Wags asked me if I wanted to go shopping with her on that Saturday, downtown at the J.C. Penny’s where school clothes lay in abundance. (Abundance then was nothing to compete with the sheer variety of today’s choices.) But of course I wanted to, and why not, something to do, somewhere to be. Girl’s clothing, second floor, top of the escalator where in the not-too-distant future my daughter would catch her shoe and cause the escalator to crash, experimenting as she was with the possibility of catch and release on her own, eliminating the need (not) for a store manager and a crush of patrons. That particular day, with Wags, was schooling of a different sort.
We gathered and carried several cardigan sweaters into a fitting room, both of us together. Those days were well before the clothing limits, the alarm locks, and no more than one person to a room. We were in fact likely the cause of future precautions against department-store theft. She demonstrated to me how she could select a sweater and wear it out of there, under the top she had on, her loose jacket pulled over both.
I wore a lovely pink cardigan out of J.C. Penny’s and walked home with it on. It was soft and luscious. It did not itch. It was perfect.

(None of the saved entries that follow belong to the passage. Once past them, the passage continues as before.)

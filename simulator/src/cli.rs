use std::path::PathBuf;

use clap::{Parser, Subcommand};

use shared_resources::IndexBase;

#[derive(Parser, Debug)]
#[command(author, version, about = "Elevator simulator driving the default random AI", long_about = None)]
pub struct Cli {
    #[command(subcommand)]
    pub command: Commands,

    /// Enable debug logging
    #[arg(short, long, global = true)]
    pub verbose: bool,

    /// Configuration file path (defaults to config.json, then _config.json)
    #[arg(short, long, global = true)]
    pub config: Option<PathBuf>,

    /// Index convention for moves: zero or one
    #[arg(long, global = true)]
    pub index_base: Option<IndexBase>,

    /// Seed for a reproducible run
    #[arg(long, global = true)]
    pub seed: Option<u64>,
}

#[derive(Subcommand, Debug)]
pub enum Commands {
    /// Run the building simulation
    Run {
        /// Number of ticks, overrides the configuration
        #[arg(short, long)]
        ticks: Option<u64>,

        /// Only log, do not draw the status tables
        #[arg(long)]
        no_display: bool,
    },
    /// Compute a single move from a JSON description of the building
    Assign {
        /// {"floors": [...], "elevators": [...]}
        #[arg(short, long)]
        input: String,
    },
}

When we met up I tried to tell Wags how I was not sure the fear was worth it. How all-consuming fear to the point of dizziness had become. How I thought I would scream as we walked out separately and purposefully meandered to dispel any suspicions. And she tried to tell me how that was the point of it all—to not only be able to have what you wanted and could not afford, but how it felt. The act itself, and getting away with it. That feeling was the best part. I was not at all convinced.
At home I told my mother that Wags had given me the sweater as it no longer fit her. That was surprisingly easy, and the questioning ended with that response. That weekend the parents were having people over, and those people had children with them. Why could I not entertain those young ones with sparklers we were setting aside for the fourth of July? Why not? The patio and sparklers on a cool autumn eve were no hardship, rather an easy and fun entertainment for the kids and me. Not only easy and fun, but I could wear my lovely new pink cardigan. The one Wags had given me. The one with the pearlized buttons. And in the fashion of that day, a sweater which could be worn buttoned up the back or the front.

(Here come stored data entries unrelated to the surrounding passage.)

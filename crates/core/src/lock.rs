//! Job-lock staleness decision.
//!
//! The decision is kept here, away from the SQL, so the 300-second
//! takeover rule can be unit tested without a database. The transaction
//! plumbing lives in the db crate's lock repository.

use chrono::Duration;

use crate::types::Timestamp;

/// A lock older than this is considered abandoned and may be stolen.
///
/// A crashed job therefore blocks retries for at most five minutes.
pub const LOCK_STALE_AFTER_SECS: i64 = 300;

/// Outcome of evaluating a lock row against the staleness rule.
#[derive(Debug, Clone, Copy, PartialEq, Eq)]
pub enum LockDecision {
    /// No row exists; insert one and proceed.
    Acquire,
    /// A row exists but is stale; overwrite its timestamp and proceed.
    Steal,
    /// A fresh row exists; another run holds the lock.
    Refuse,
}

/// Decide what to do with an (optional) existing lock timestamp.
///
/// Staleness is strict: a lock aged exactly [`LOCK_STALE_AFTER_SECS`]
/// is still held.
pub fn evaluate(existing: Option<Timestamp>, now: Timestamp) -> LockDecision {
    match existing {
        None => LockDecision::Acquire,
        Some(locked_at) => {
            if now - locked_at > Duration::seconds(LOCK_STALE_AFTER_SECS) {
                LockDecision::Steal
            } else {
                LockDecision::Refuse
            }
        }
    }
}

#[cfg(test)]
mod tests {
    use super::*;
    use chrono::Utc;

    #[test]
    fn missing_row_acquires() {
        assert_eq!(evaluate(None, Utc::now()), LockDecision::Acquire);
    }

    #[test]
    fn fresh_lock_refuses() {
        let now = Utc::now();
        let locked_at = now - Duration::seconds(10);
        assert_eq!(evaluate(Some(locked_at), now), LockDecision::Refuse);
    }

    #[test]
    fn stale_lock_is_stolen() {
        let now = Utc::now();
        let locked_at = now - Duration::seconds(LOCK_STALE_AFTER_SECS + 1);
        assert_eq!(evaluate(Some(locked_at), now), LockDecision::Steal);
    }

    #[test]
    fn exactly_at_timeout_still_refuses() {
        let now = Utc::now();
        let locked_at = now - Duration::seconds(LOCK_STALE_AFTER_SECS);
        assert_eq!(evaluate(Some(locked_at), now), LockDecision::Refuse);
    }

    #[test]
    fn future_timestamp_refuses() {
        // Clock skew between instances must not cause a steal.
        let now = Utc::now();
        let locked_at = now + Duration::seconds(30);
        assert_eq!(evaluate(Some(locked_at), now), LockDecision::Refuse);
    }
}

It was an autumn night with a rose-colored sky, matches and sparklers on the picnic table, excited children, and me in my lovely pink cardigan. Ah, the trailing arches and figure eights and ribbons of shooting stars. How they sparkled and shone, and how they set up tiny burns on the flesh where they lightly struck the hands and face. And then burned little holes all over that pink cardigan.
I thought it was punishment for my sins. God acts swiftly for the guilty to prove you cannot escape though you might not be caught. I later made several “acts of contrition,” and buried the sweater in the sand underneath the bridge.